* The task: Where does the word "PathBuf" show up in the records? Copy every line that holds it.

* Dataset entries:
============================================================

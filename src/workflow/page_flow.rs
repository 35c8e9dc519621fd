//! 页面处理流程 - 流程层
//!
//! 核心职责：定义"一页"的完整处理流程
//!
//! 流程顺序：
//! 1. 标记为处理中
//! 2. 调用增强服务（一次，不重试）
//! 3. 成功 → 写回结果 → 自动保存；失败 → 记录错误
//!
//! 失败只影响当前页，从不向上传播

use std::sync::{Arc, Mutex};
use tracing::{info, warn};

use crate::clients::EnhancementClient;
use crate::models::{ImagePayload, Page, ProcessingOptions};
use crate::orchestrator::Session;
use crate::services::page_registry::{mark_completed, mark_error, mark_processing};
use crate::services::result_saver::{OutputNames, ResultSaver};
use crate::workflow::page_ctx::PageCtx;

/// 单页处理结果
#[derive(Debug, Clone, Copy, PartialEq, Eq)]
pub enum PageOutcome {
    /// 已完成
    Completed,
    /// 失败（错误信息已写入页面）
    Failed,
}

/// 页面处理流程
///
/// - 编排单页的完整处理流程
/// - 只通过 Session 修改状态
/// - 只依赖业务能力（client / saver）
pub struct PageFlow {
    client: Arc<dyn EnhancementClient>,
    saver: Arc<dyn ResultSaver>,
    output_prefix: String,
    names: Mutex<OutputNames>,
}

impl PageFlow {
    pub fn new(
        client: Arc<dyn EnhancementClient>,
        saver: Arc<dyn ResultSaver>,
        output_prefix: impl Into<String>,
    ) -> Self {
        Self {
            client,
            saver,
            output_prefix: output_prefix.into(),
            names: Mutex::new(OutputNames::new()),
        }
    }

    pub async fn run(
        &self,
        session: &Session,
        ctx: &PageCtx,
        options: &ProcessingOptions,
    ) -> PageOutcome {
        let registry = session.registry();
        let Some(page) = registry.get(ctx.page_id) else {
            warn!("{} 页面已不存在，跳过", ctx);
            return PageOutcome::Failed;
        };

        session.apply(|r| mark_processing(r, ctx.page_id));
        session.log_info(format!("{} 正在处理...", ctx));

        match self.client.enhance(&page.original, options).await {
            Ok(result) => {
                session.apply(|r| mark_completed(r, ctx.page_id, result.clone()));
                session.log_success(format!("{} ✓ 处理完成", ctx));
                self.save_result(session, ctx, page, &result).await;
                PageOutcome::Completed
            }
            Err(e) => {
                let message = e.to_string();
                session.apply(|r| mark_error(r, ctx.page_id, message.clone()));
                session.log_error(format!("{} ❌ 处理失败: {}", ctx, message));
                PageOutcome::Failed
            }
        }
    }

    /// 自动保存结果图
    ///
    /// 保存失败只记日志，页面仍然是已完成
    async fn save_result(
        &self,
        session: &Session,
        ctx: &PageCtx,
        page: &Page,
        result: &ImagePayload,
    ) {
        let file_name = self
            .names
            .lock()
            .unwrap_or_else(|e| e.into_inner())
            .assign(page, result, &self.output_prefix);

        match self.saver.save(result, &file_name).await {
            Ok(path) => info!("{} 💾 已保存: {}", ctx, path.display()),
            Err(e) => session.log_error(format!("{} 保存失败: {}", ctx, e)),
        }
    }
}
//! 应用入口 - 编排层
//!
//! ## 职责
//!
//! 1. **应用初始化**：日志文件、启动信息、创建增强客户端和保存器
//! 2. **导入**：按命令行顺序载入所有输入文件
//! 3. **处理**：选定范围后启动一个批次
//! 4. **导出**：可选地把所有已完成页面打包成 ZIP
//! 5. **收尾**：把会话日志写入日志文件，输出统计

use anyhow::{anyhow, bail, Context, Result};
use std::path::PathBuf;
use std::sync::Arc;
use tracing::{info, warn};

use crate::clients::{EnhancementClient, GeminiClient};
use crate::config::Config;
use crate::models::ProcessingOptions;
use crate::orchestrator::batch_processor::{BatchOrchestrator, BatchSummary};
use crate::orchestrator::session::Session;
use crate::services::{export_zip, DirectorySaver, ResultSaver};
use crate::utils::logging::{
    append_log_entries, init_log_file, log_pages_loaded, log_startup, print_final_stats,
};

/// 一次运行的输入
#[derive(Debug, Clone, Default)]
pub struct RunRequest {
    /// 输入文件（图片或压缩包），按顺序拼接
    pub inputs: Vec<PathBuf>,
    /// 处理范围（从 1 开始，首尾都包含），缺省为导入后的默认范围
    pub range: Option<(usize, usize)>,
    pub options: ProcessingOptions,
    /// 处理完成后导出的 ZIP 路径
    pub zip_path: Option<PathBuf>,
}

/// 应用主结构
pub struct App {
    config: Config,
    session: Arc<Session>,
    orchestrator: BatchOrchestrator,
}

impl App {
    /// 初始化应用
    pub fn initialize(config: Config) -> Result<Self> {
        // 初始化日志文件
        init_log_file(&config.output_log_file, &config.model_name)?;

        let client = GeminiClient::new(&config).context("无法创建增强客户端")?;
        log_startup(client.model_name(), &config.output_dir);

        let saver = DirectorySaver::new(&config.output_dir);

        Ok(Self::with_components(
            config,
            Arc::new(client),
            Arc::new(saver),
        ))
    }

    /// 使用指定的客户端和保存器组装应用
    pub fn with_components(
        config: Config,
        client: Arc<dyn EnhancementClient>,
        saver: Arc<dyn ResultSaver>,
    ) -> Self {
        let session = Arc::new(Session::new());
        let orchestrator = BatchOrchestrator::new(
            session.clone(),
            client,
            saver,
            config.output_prefix.clone(),
        );

        Self {
            config,
            session,
            orchestrator,
        }
    }

    pub fn session(&self) -> &Arc<Session> {
        &self.session
    }

    /// 运行应用主逻辑
    ///
    /// 无论成功与否，会话日志都会追加到日志文件
    pub async fn run(&self, request: &RunRequest) -> Result<BatchSummary> {
        let result = self.run_batch(request).await;
        self.flush_logs();
        result
    }

    async fn run_batch(&self, request: &RunRequest) -> Result<BatchSummary> {
        info!("\n📁 正在载入 {} 个文件...", request.inputs.len());
        let total = self
            .session
            .load_files(&request.inputs)
            .await
            .context("导入失败")?;

        if total == 0 {
            bail!("没有提供任何输入文件");
        }

        let range = match request.range {
            Some((start, end)) => self.session.set_range(start, end),
            None => self.session.range(),
        };
        log_pages_loaded(total, range.start(), range.end());

        let summary = self
            .orchestrator
            .start_processing(&request.options)
            .await
            .ok_or_else(|| anyhow!("批处理未启动，详见日志"))?;

        if let Some(path) = &request.zip_path {
            match export_zip(&self.session.registry(), path, &self.config.output_prefix).await {
                Ok(count) => self
                    .session
                    .log_success(format!("已导出 {} 页到 {}", count, path.display())),
                Err(e) => self.session.log_error(format!("导出失败: {}", e)),
            }
        }

        let (pending, _, _, _) = self.session.registry().status_counts();
        print_final_stats(&summary, pending, &self.config.output_log_file);

        Ok(summary)
    }

    fn flush_logs(&self) {
        if let Err(e) = append_log_entries(&self.config.output_log_file, &self.session.logs()) {
            warn!("⚠️ 写入日志文件失败: {:#}", e);
        }
    }
}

============================================================

* Answer for this exercise:
use std::path::PathBuf;
    pub inputs: Vec<PathBuf>,
    pub zip_path: Option<PathBuf>,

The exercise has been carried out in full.